Prime Minister Giuseppe Conte openly accused Salvini and Meloni of spreading misinformation by saying he had signed the activation of the European Stability Mechanism (ESM) because of the crisis, marking a point of no-return. Since then, things have grown tenser. Within the opposition itself, unity started crumbling on the ESM, with Lega and Fratelli d’Italia firmly opposing it but Forza Italia in favor.

The crisis has put Forza Italia in the spotlight: it now has a limited electoral appeal, around 7 percent, but has found a new raison d'être as a sensible, pro-EU, centrist party, very much embedded in the European popular conservative culture. This evolution is embodied by its major public face: Antonio Tajani, one of the party founders and former president of the European Parliament, who is well respected and connected in Brussels. Given the problems that the current majority has with Matteo Renzi, the former prime minister whose presence in the majority remains uncertain, it cannot be even excluded that, sooner than later, Forza Italia could find some common ground with the government.

Meanwhile, support for Lega has eroded, mostly in favour of Fratelli d’Italia. One of the main factors pushing Lega above 30 percent in the last European Parliament elections was its appeal to parts of the right-wing electorate orphaned following the decline of the post-fascist Alleanza Nazionale (National Alliance.) Initially Salvini tried to fill this vacuum by transforming Lega into a sovereignist, nationalist party. However, the coronavirus crisis has showed the limits to this approach, as many of these right-wing voters have now found a new, somehow more “natural” home in Fratelli d’Italia and are increasingly abandoning Salvini. Lega remains the most popular party but its support has shrunk to 27 percent. At the same time, support for Fratelli d’Italia has risen sharply to 14.7 percent.

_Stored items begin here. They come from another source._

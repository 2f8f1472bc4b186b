//! Database migration system.
//!
//! Tracks applied migrations in a `_migrations` table and applies pending
//! ones in order.

use rusqlite::Connection;

use super::error::DatabaseError;

struct Migration {
    version: u32,
    description: &'static str,
    sql: &'static str,
}

/// All migrations in order. Each is applied at most once.
const MIGRATIONS: &[Migration] = &[Migration {
    version: 1,
    description: "create_notes_table",
    sql: include_str!("sql/001_create_notes.sql"),
}];

/// Runs all pending migrations on the given connection.
pub fn run_all(conn: &Connection) -> Result<(), DatabaseError> {
    conn.execute_batch(
        "CREATE TABLE IF NOT EXISTS _migrations (
            version INTEGER PRIMARY KEY,
            description TEXT NOT NULL,
            applied_at TEXT NOT NULL DEFAULT (datetime('now'))
        );",
    )?;

    let current_version: u32 = conn.query_row(
        "SELECT COALESCE(MAX(version), 0) FROM _migrations",
        [],
        |r| r.get(0),
    )?;

    for migration in MIGRATIONS {
        if migration.version <= current_version {
            continue;
        }

        log::info!(
            "Running migration v{}: {}",
            migration.version,
            migration.description
        );

        conn.execute_batch(migration.sql)
            .map_err(|e| DatabaseError::Migration {
                version: migration.version,
                reason: e.to_string(),
            })?;

        conn.execute(
            "INSERT INTO _migrations (version, description) VALUES (?1, ?2)",
            rusqlite::params![migration.version, migration.description],
        )?;
    }

    Ok(())
}

#[cfg(test)]
mod tests {
    use super::*;

    #[test]
    fn test_migrations_run_on_fresh_db() {
        let conn = Connection::open_in_memory().unwrap();
        run_all(&conn).unwrap();

        let count: u32 = conn
            .query_row("SELECT COUNT(*) FROM _migrations", [], |r| r.get(0))
            .unwrap();
        assert_eq!(count, MIGRATIONS.len() as u32);
    }

    #[test]
    fn test_migrations_are_idempotent() {
        let conn = Connection::open_in_memory().unwrap();
        run_all(&conn).unwrap();
        run_all(&conn).unwrap();

        let count: u32 = conn
            .query_row("SELECT COUNT(*) FROM _migrations", [], |r| r.get(0))
            .unwrap();
        assert_eq!(count, MIGRATIONS.len() as u32);
    }

    #[test]
    fn test_notes_table_exists() {
        let conn = Connection::open_in_memory().unwrap();
        run_all(&conn).unwrap();

        conn.execute(
            "INSERT INTO notes (id, job_id, note_text, created_at) \
             VALUES ('n1', 'J1', 'check drawing', '2026-01-01T00:00:00Z')",
            [],
        )
        .unwrap();
    }
}
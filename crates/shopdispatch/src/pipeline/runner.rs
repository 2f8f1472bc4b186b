use std::collections::HashMap;

use chrono::{Local, NaiveDate, Utc};
use tracing::info_span;

use crate::config::Config;
use crate::db::{note_repo, Database};
use crate::enrich;
use crate::error::Result;
use crate::model::CanonicalJobRecord;
use crate::present;
use crate::source::SourceLoader;
use crate::status;

use super::snapshot::{DashboardRow, DashboardSnapshot};

/// The full load → normalize → enrich → derive pipeline. One synchronous
/// run per refresh; the returned snapshot is complete or the run failed.
pub struct Pipeline {
    loader: SourceLoader,
    db: Option<Database>,
}

impl Pipeline {
    /// Production constructor. `db` is the notes side-store; without it,
    /// note counts are zero.
    pub fn from_config(config: &Config, db: Option<Database>) -> Self {
        Self {
            loader: SourceLoader::new(config.sources.clone()),
            db,
        }
    }

    /// Runs one refresh against today's date.
    pub fn refresh(&self) -> Result<DashboardSnapshot> {
        self.refresh_as_of(Local::now().date_naive())
    }

    /// Runs one refresh with an explicit "today" (testable, deterministic).
    pub fn refresh_as_of(&self, today: NaiveDate) -> Result<DashboardSnapshot> {
        let _refresh_span = info_span!("refresh", %today).entered();

        let (sources, diagnostics) = {
            let _step = info_span!("load_sources").entered();
            self.loader.load_all()?
        };

        let records = {
            let _step = info_span!("enrich").entered();
            enrich::enrich(&sources)
        };

        let note_counts = {
            let _step = info_span!("merge_notes").entered();
            self.note_counts()
        };

        let rows = {
            let _step = info_span!("tag_and_color").entered();
            records
                .into_iter()
                .map(|record| build_row(record, today, &note_counts))
                .collect::<Vec<_>>()
        };

        log::info!(
            "Refresh complete: {} rows, {} optional sources unavailable",
            rows.len(),
            diagnostics.unavailable_sources.len()
        );

        Ok(DashboardSnapshot {
            rows,
            diagnostics,
            generated_at: Utc::now(),
        })
    }

    /// Note counts by job id. Store failures degrade to zero counts; a
    /// broken notes database must not take the dashboard down.
    fn note_counts(&self) -> HashMap<String, u64> {
        match &self.db {
            Some(db) => note_repo::counts_by_job(db).unwrap_or_else(|e| {
                log::warn!("Failed to read note counts, showing zero: {}", e);
                HashMap::new()
            }),
            None => HashMap::new(),
        }
    }
}

fn build_row(
    record: CanonicalJobRecord,
    today: NaiveDate,
    note_counts: &HashMap<String, u64>,
) -> DashboardRow {
    let tag = status::tag(&record, today);
    DashboardRow {
        status: tag.status,
        is_past_due: tag.is_past_due,
        can_ship: tag.can_ship,
        remaining_qty: record.remaining_qty(),
        color: present::color_for(tag.status, tag.is_past_due),
        badges: present::badges_for(record.is_esi, record.has_material_shortage),
        note_count: note_counts.get(&record.job_id).copied().unwrap_or(0),
        record,
    }
}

Salvini realizes these trends put his leading role in the opposition in danger. And he also faces the rise of figures within Lega who can undermine his party leadership, such as the governor of Veneto, Luca Zaia, whose popularity has skyrocketed since his region fared extremely well in handling the coronavirus outbreak. The tension between Salvini and Meloni over the organization of the opposition public rally on June 2, Republic Day, clearly reflects this emerging dynamic between Lega and Fratelli d’Italia, which is likely to be one of the most significant issues to watch in Italian politics over the next few months.

Dario Cristiani, IAI/GMF fellow, Washington office

 

Poland

The coronavirus crisis and its handling have in some ways not been very different from everyday politics in Poland. The governing and opposition parties got off on the right foot. One day after the first official case of coronavirus was detected, the government led by the Law and Justice (PiS) party called a meeting with the main opposition parties (Civic Platform, the Left, the Polish People’s Party-Kukiz, and Confederation) to open a dialogue on curbing the spread of the disease. The restrictions imposed by the government (home working, schools and shopping malls closed, and stay at home) were met with support from all sides. The first bill to fight the coronavirus had the support of both PiS and the opposition parties in parliament (400 voted for it, 11 against, and 7 abstained).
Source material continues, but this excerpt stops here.